Desde una puerta interior asomó la cabeza Bugarín padre, que saludó a mi papá con un gesto imperceptible de resignación ante la supremacía femenina. Roberto le devolvió el mismo gesto, ruborizado. La madre de Bugarín nunca sonrió ni dijo nada para romper la tensión. Juan José, mi compañero, no apareció en ningún momento; lo imaginé castigado sin pantera rosa, quizá golpeado con fuerza bruta por su madre, y lo envidié.

Roberto saludó a la mujer, que seguía ofendida. Nadie le devolvió el saludo. La puerta del garage se cerró y los Bugarín retomaron su vida. Nosotros volvimos a casa en una segunda caminata, igual de oscura y silenciosa que la primera.

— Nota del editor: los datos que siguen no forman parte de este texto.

//! Geometry of the procedural color wheel.
//!
//! Angles are measured in degrees clockwise from the top of the wheel. The
//! color field is the annulus between the inner and outer radius; everything
//! else is white.

use crate::{
    color::Component,
    error::{Error, Result},
    math::{clamp_unit, normalize_hue},
    models::{Hsl, Srgb},
};

/// The side length of the reference wheel, in pixels.
pub const DEFAULT_SIZE: u32 = 1600;

/// Outer radius of the color field as a fraction of the side length.
pub const OUTER_RADIUS_RATIO: Component = 0.47;

/// Inner radius (the hole) as a fraction of the side length.
pub const INNER_RADIUS_RATIO: Component = 0.09;

/// Normalized radius above which the outer rim boost kicks in.
const RIM_START: Component = 0.84;

/// A point on the wheel in pixel coordinates.
#[derive(Clone, Copy, Debug, PartialEq)]
pub struct Point {
    /// Horizontal position, growing to the right.
    pub x: Component,
    /// Vertical position, growing downwards.
    pub y: Component,
}

impl Point {
    /// Create a new point.
    pub fn new(x: Component, y: Component) -> Self {
        Self { x, y }
    }
}

impl From<(Component, Component)> for Point {
    fn from((x, y): (Component, Component)) -> Self {
        Self::new(x, y)
    }
}

/// The dimensions of a wheel: a square of `size` pixels with the color field
/// between `inner_radius` and `outer_radius` around the center.
#[derive(Clone, Copy, Debug, PartialEq)]
pub struct WheelGeometry {
    size: u32,
    center: Point,
    inner_radius: Component,
    outer_radius: Component,
}

impl Default for WheelGeometry {
    fn default() -> Self {
        Self::new(DEFAULT_SIZE)
    }
}

impl WheelGeometry {
    /// A wheel with the reference proportions for the given side length.
    pub fn new(size: u32) -> Self {
        let side = Component::from(size);
        Self {
            size,
            center: Point::new(side / 2.0, side / 2.0),
            inner_radius: side * INNER_RADIUS_RATIO,
            outer_radius: side * OUTER_RADIUS_RATIO,
        }
    }

    /// A wheel with explicit radii. The band must be non-empty and fit inside
    /// the square.
    pub fn with_radii(size: u32, inner_radius: Component, outer_radius: Component) -> Result<Self> {
        if size == 0 {
            return Err(Error::InvalidGeometry("size must be positive".to_string()));
        }

        let half = Component::from(size) / 2.0;
        if !(inner_radius >= 0.0 && inner_radius < outer_radius) {
            return Err(Error::InvalidGeometry(format!(
                "inner radius {} must be in [0, {})",
                inner_radius, outer_radius
            )));
        }
        if outer_radius > half {
            return Err(Error::InvalidGeometry(format!(
                "outer radius {} exceeds half the size {}",
                outer_radius, half
            )));
        }

        Ok(Self {
            size,
            center: Point::new(half, half),
            inner_radius,
            outer_radius,
        })
    }

    /// The side length in pixels.
    pub fn size(&self) -> u32 {
        self.size
    }

    /// The center of the wheel.
    pub fn center(&self) -> Point {
        self.center
    }

    /// The radius of the hole in the middle.
    pub fn inner_radius(&self) -> Component {
        self.inner_radius
    }

    /// The radius of the outer boundary of the color field.
    pub fn outer_radius(&self) -> Component {
        self.outer_radius
    }

    /// The wheel angle of a point: 0 at the top, increasing clockwise.
    pub fn theta(&self, point: Point) -> Component {
        let dx = point.x - self.center.x;
        let dy = point.y - self.center.y;
        normalize_hue(dx.atan2(-dy).to_degrees())
    }

    /// The distance of a point from the center.
    pub fn radius(&self, point: Point) -> Component {
        (point.x - self.center.x).hypot(point.y - self.center.y)
    }

    /// True when a radius lies within the color field, bounds included.
    pub fn contains_radius(&self, radius: Component) -> bool {
        self.inner_radius <= radius && radius <= self.outer_radius
    }

    /// True when a point lies within the color field.
    pub fn contains(&self, point: Point) -> bool {
        self.contains_radius(self.radius(point))
    }

    /// The point at the given wheel angle and radius. The inverse of
    /// [`Self::theta`] and [`Self::radius`].
    pub fn point_at(&self, angle: Component, radius: Component) -> Point {
        let angle = angle.to_radians();
        Point::new(
            self.center.x + radius * angle.sin(),
            self.center.y - radius * angle.cos(),
        )
    }

    /// The radial profile: HSL of the color at the given angle and radius.
    /// Radii outside the field are clamped onto its edges. An empty band, as
    /// in `WheelGeometry::new(0)`, has the inner edge color.
    pub fn profile(&self, angle: Component, radius: Component) -> Hsl {
        let band = self.outer_radius - self.inner_radius;
        let f = if band > 0.0 {
            clamp_unit((radius - self.inner_radius) / band)
        } else {
            0.0
        };

        let saturation = clamp_unit(f.powf(1.25));
        let lightness = clamp_unit(0.92 - 0.42 * f.powf(0.85));

        let (saturation, lightness) = if f > RIM_START {
            let boost = (f - RIM_START) / (1.0 - RIM_START);
            (
                clamp_unit(saturation + 0.22 * boost),
                clamp_unit(lightness - 0.06 * boost),
            )
        } else {
            (saturation, lightness)
        };

        Hsl::new(normalize_hue(angle), saturation, lightness)
    }

    /// The color at the given angle and radius; white outside the field. This
    /// is what the raster holds at the corresponding pixel.
    pub fn color_at(&self, angle: Component, radius: Component) -> Srgb {
        if self.contains_radius(radius) {
            self.profile(angle, radius).to_srgb()
        } else {
            Srgb::WHITE
        }
    }

    /// The color at a point; white outside the field.
    pub fn color_at_point(&self, point: Point) -> Srgb {
        self.color_at(self.theta(point), self.radius(point))
    }
}

#[cfg(test)]
mod tests {
    use super::*;
    use approx::assert_abs_diff_eq;

    fn wheel() -> WheelGeometry {
        WheelGeometry::with_radii(200, 20.0, 90.0).unwrap()
    }

    #[test]
    fn theta_is_clockwise_from_top() {
        let w = wheel();
        assert_abs_diff_eq!(w.theta(Point::new(100.0, 50.0)), 0.0, epsilon = 1e-12);
        assert_abs_diff_eq!(w.theta(Point::new(150.0, 100.0)), 90.0, epsilon = 1e-12);
        assert_abs_diff_eq!(w.theta(Point::new(100.0, 150.0)), 180.0, epsilon = 1e-12);
        assert_abs_diff_eq!(w.theta(Point::new(50.0, 100.0)), 270.0, epsilon = 1e-12);
        assert_abs_diff_eq!(w.theta(Point::new(150.0, 50.0)), 45.0, epsilon = 1e-12);
    }

    #[test]
    fn radius_and_containment() {
        let w = wheel();
        assert_abs_diff_eq!(w.radius(Point::new(130.0, 140.0)), 50.0, epsilon = 1e-12);
        assert!(w.contains(Point::new(100.0, 80.0)));
        assert!(w.contains(Point::new(100.0, 10.0)));
        assert!(!w.contains(Point::new(100.0, 100.0)));
        assert!(!w.contains(Point::new(100.0, 5.0)));
        assert!(w.contains_radius(20.0) && w.contains_radius(90.0));
    }

    #[test]
    fn point_at_inverts_theta_and_radius() {
        let w = wheel();
        for angle in [0.0, 33.0, 90.0, 181.5, 270.0, 359.0] {
            let p = w.point_at(angle, 60.0);
            assert_abs_diff_eq!(w.radius(p), 60.0, epsilon = 1e-9);
            assert_abs_diff_eq!(w.theta(p), angle, epsilon = 1e-9);
        }
    }

    #[test]
    fn profile_edges() {
        let w = wheel();

        let inner = w.profile(0.0, 20.0);
        assert_eq!(inner.saturation, 0.0);
        assert_abs_diff_eq!(inner.lightness, 0.92);

        let outer = w.profile(0.0, 90.0);
        assert_abs_diff_eq!(outer.saturation, 1.0);
        assert_abs_diff_eq!(outer.lightness, 0.92 - 0.42 - 0.06, epsilon = 1e-12);
    }

    #[test]
    fn empty_band_uses_inner_edge_color() {
        let w = WheelGeometry::new(0);
        assert_eq!(w.inner_radius(), w.outer_radius());

        let hsl = w.profile(0.0, 0.0);
        assert_eq!(hsl.saturation, 0.0);
        assert_abs_diff_eq!(hsl.lightness, 0.92);

        let rgb = w.color_at(0.0, 0.0);
        assert_eq!(rgb, wheel().color_at(0.0, 20.0));
        assert_ne!(rgb.to_hex(), "#000000");
    }

    #[test]
    fn profile_below_rim_has_no_boost() {
        let w = wheel();
        // f = 0.5
        let hsl = w.profile(200.0, 55.0);
        assert_abs_diff_eq!(hsl.saturation, 0.5f64.powf(1.25), epsilon = 1e-12);
        assert_abs_diff_eq!(hsl.lightness, 0.92 - 0.42 * 0.5f64.powf(0.85), epsilon = 1e-12);
        assert_eq!(hsl.hue, 200.0);
    }

    #[test]
    fn color_outside_is_white() {
        let w = wheel();
        assert_eq!(w.color_at(10.0, 5.0), Srgb::WHITE);
        assert_eq!(w.color_at(10.0, 95.0), Srgb::WHITE);
        assert_eq!(w.color_at_point(Point::new(0.0, 0.0)), Srgb::WHITE);
    }

    #[test]
    fn outer_rim_is_saturated() {
        let w = wheel();
        let top = w.color_at(0.0, 90.0);
        assert!(top.red > top.green && top.red > top.blue);
        let right = w.color_at(120.0, 90.0);
        assert!(right.green > right.red && right.green > right.blue);
    }

    #[test]
    fn invalid_geometry() {
        assert!(WheelGeometry::with_radii(0, 1.0, 2.0).is_err());
        assert!(WheelGeometry::with_radii(100, 30.0, 30.0).is_err());
        assert!(WheelGeometry::with_radii(100, -1.0, 30.0).is_err());
        assert!(WheelGeometry::with_radii(100, 10.0, 51.0).is_err());
        assert!(WheelGeometry::with_radii(100, Component::NAN, 30.0).is_err());
        assert!(WheelGeometry::with_radii(100, 0.0, 50.0).is_ok());
    }

    #[test]
    fn reference_defaults() {
        let w = WheelGeometry::default();
        assert_eq!(w.size(), 1600);
        assert_eq!(w.center(), Point::new(800.0, 800.0));
        assert_abs_diff_eq!(w.outer_radius(), 752.0, epsilon = 1e-9);
        assert_abs_diff_eq!(w.inner_radius(), 144.0, epsilon = 1e-9);
    }
}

La anécdota acaba aquí y no tiene mayores virtudes. Es breve, casi no tiene diálogos. Jamás hablamos con Roberto de aquel asunto. Yo olvidé todo, imagino, la semana siguiente, pero él no. Estoy seguro. Para mí no fue importante la anécdota de las revistas pornográficas. Ni siquiera habría regresado a la superficie de mi memoria si no hubiera sido por el correo de Bugarín.

Entre lo que volvió a mi memoria aquella noche mercedina hay un detalle que yo no recordaba y que ahora me emociona: Roberto y yo hicimos las dos caminatas, la de ida y la de vuelta, agarrados de la mano.